全麻对婴幼儿神经发育的影响广受关注，然而其机制远未阐明。研究发现海马突触结构和功能发育异常参与认知行为损伤。我们前期研究亦发现重复七氟醚暴露导致海马锥体神经元兴奋性突触结构及功能异常，提示海马锥体神经元兴奋性突触发育异常可能是认知障碍的发生原因，但海马兴奋性突触发育异常的特征与机制，及在认知障碍中的作用仍需深入研究。同源结构域相互作用蛋白激酶2（HIPK2）作为转录因子和信号转导子可调节Wnt/β-catenin通路，抑制细胞增殖和存活，而经典的Wnt通路被证实参与兴奋性突触的发育和成熟。因此，本项目拟以幼鼠重复七氟醚暴露模型为基础，综合应用神经发育、电生理、化学遗传等技术，系统研究七氟醚暴露致海马锥体神经元兴奋性突触结构和功能发育异常，并探讨其分子机制，为进一步阐明全麻的复杂机制提供支持，最终为安全实施小儿麻醉提供理论依据。

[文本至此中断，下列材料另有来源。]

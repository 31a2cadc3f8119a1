//! Engine tuning. Deserializable so hosts can embed it in their own config file
//! (e.g. an `[engine]` table); every field has a default.

use std::time::Duration;

use serde::Deserialize;

use crate::slots::{DEFAULT_DOWNLOAD_SLOTS, DEFAULT_UPLOAD_SLOTS};

#[derive(Debug, Clone, Deserialize, PartialEq)]
#[serde(deny_unknown_fields)]
pub struct EngineConfig {
    /// Concurrent segment downloads across all packages.
    #[serde(default = "default_download_slots")]
    pub download_slots: usize,
    /// Concurrent segment uploads across all packages.
    #[serde(default = "default_upload_slots")]
    pub upload_slots: usize,
    /// Segments reserved and requested by one attempt.
    #[serde(default = "default_segments_per_request")]
    pub segments_per_request: usize,
    /// Period of the status refresh cycle.
    #[serde(default = "default_refresh_cycle_secs")]
    pub refresh_cycle_secs: u64,
    /// Status age after which a peer is polled again.
    #[serde(default = "default_regular_status_secs")]
    pub regular_status_secs: u64,
    /// Status age after which a peer in fast mode is polled again.
    #[serde(default = "default_fast_status_secs")]
    pub fast_status_secs: u64,
    /// Status requests in flight at once during one refresh cycle.
    #[serde(default = "default_status_concurrency")]
    pub status_concurrency: usize,
    /// Below this local progress a peer without matching segments is switched to fast refresh.
    #[serde(default = "default_fast_refresh_progress")]
    pub fast_refresh_progress: f64,
    /// Postpone of a (peer, package) pair after the peer had nothing we need.
    #[serde(default = "default_no_match_postpone_secs")]
    pub no_match_postpone_secs: u64,
    /// Global postpone of a peer after a failed transfer.
    #[serde(default = "default_failure_postpone_secs")]
    pub failure_postpone_secs: u64,
    /// Delay before rescheduling when no peer had anything to offer.
    #[serde(default = "default_retry_delay_ms")]
    pub retry_delay_ms: u64,
    /// Minimum time between two persisted bitmaps of one package.
    #[serde(default = "default_persist_interval_secs")]
    pub persist_interval_secs: u64,
    /// Consecutive failures after which a peer is disabled.
    #[serde(default = "default_disable_threshold")]
    pub disable_threshold: u32,
    /// How many failures one hash mismatch counts for.
    #[serde(default = "default_integrity_failure_weight")]
    pub integrity_failure_weight: u32,
    /// A disabled peer is probed with a status request again after this long.
    #[serde(default = "default_disabled_probe_secs")]
    pub disabled_probe_secs: u64,
}

fn default_download_slots() -> usize {
    DEFAULT_DOWNLOAD_SLOTS
}
fn default_upload_slots() -> usize {
    DEFAULT_UPLOAD_SLOTS
}
fn default_segments_per_request() -> usize {
    4
}
fn default_refresh_cycle_secs() -> u64 {
    5
}
fn default_regular_status_secs() -> u64 {
    120
}
fn default_fast_status_secs() -> u64 {
    10
}
fn default_status_concurrency() -> usize {
    8
}
fn default_fast_refresh_progress() -> f64 {
    0.33
}
fn default_no_match_postpone_secs() -> u64 {
    20
}
fn default_failure_postpone_secs() -> u64 {
    60
}
fn default_retry_delay_ms() -> u64 {
    2000
}
fn default_persist_interval_secs() -> u64 {
    20
}
fn default_disable_threshold() -> u32 {
    3
}
fn default_integrity_failure_weight() -> u32 {
    2
}
fn default_disabled_probe_secs() -> u64 {
    300
}

impl Default for EngineConfig {
    fn default() -> Self {
        Self {
            download_slots: default_download_slots(),
            upload_slots: default_upload_slots(),
            segments_per_request: default_segments_per_request(),
            refresh_cycle_secs: default_refresh_cycle_secs(),
            regular_status_secs: default_regular_status_secs(),
            fast_status_secs: default_fast_status_secs(),
            status_concurrency: default_status_concurrency(),
            fast_refresh_progress: default_fast_refresh_progress(),
            no_match_postpone_secs: default_no_match_postpone_secs(),
            failure_postpone_secs: default_failure_postpone_secs(),
            retry_delay_ms: default_retry_delay_ms(),
            persist_interval_secs: default_persist_interval_secs(),
            disable_threshold: default_disable_threshold(),
            integrity_failure_weight: default_integrity_failure_weight(),
            disabled_probe_secs: default_disabled_probe_secs(),
        }
    }
}

impl EngineConfig {
    /// Never zero: the refresh loop ticks on it.
    pub fn refresh_cycle(&self) -> Duration {
        Duration::from_secs(self.refresh_cycle_secs.max(1))
    }
    pub fn regular_status_interval(&self) -> Duration {
        Duration::from_secs(self.regular_status_secs)
    }
    pub fn fast_status_interval(&self) -> Duration {
        Duration::from_secs(self.fast_status_secs)
    }
    pub fn no_match_postpone(&self) -> Duration {
        Duration::from_secs(self.no_match_postpone_secs)
    }
    pub fn failure_postpone(&self) -> Duration {
        Duration::from_secs(self.failure_postpone_secs)
    }
    pub fn retry_delay(&self) -> Duration {
        Duration::from_millis(self.retry_delay_ms)
    }
    pub fn persist_interval(&self) -> Duration {
        Duration::from_secs(self.persist_interval_secs)
    }
    pub fn disabled_probe_interval(&self) -> Duration {
        Duration::from_secs(self.disabled_probe_secs)
    }
}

The influence of general anesthesia on neurodevelopment of infants and young children is becoming a heath problem which attracts public attentions. However, the underlying mechanisms are far from being elucidated. Several studies have suggested that synaptic structure and function abnormalities involving in the hippocampus cognitive impairment. Our preliminary research found that neonatal exposure to Sevoflurane induce the abnormality of excitatory synaptic in hippocampal pyramidal neurons, which suggested that cognitive dysfunction may be caused by the developmental abnormality of excitatory synaptic in hippocampal pyramidal neurons. However the characteristics and mechanisms of developmental abnormalities of hippocampal excitatory synaptic and their roles in cognitive dysfunction still need to be further studied. As the transcription factor and the signal transducer, homeodomain interacting protein kinase 2(HIPK2) can regulate the wnt/beta-catenin signaling and inhibite cell proliferation and survival. And Wnt pathways have been confirmed to participate in the development and maturation of excitatory synapses. Based on the neonatal sevoflurane inhalation model, the present study aims to observe the detailed developmental changes and reveal the molecular mechanisms in excitatoy synaptic, combining with multiple techniques including neurodevelopment, electrophysiology and chemogenetics. Meanwhile our study could provide further support for the clarification of mechanisms underlying general anesthetics-induced neurodevelopmental disorder and ultimately provide a theoretical basis for improved clinical pediatric anesthesia.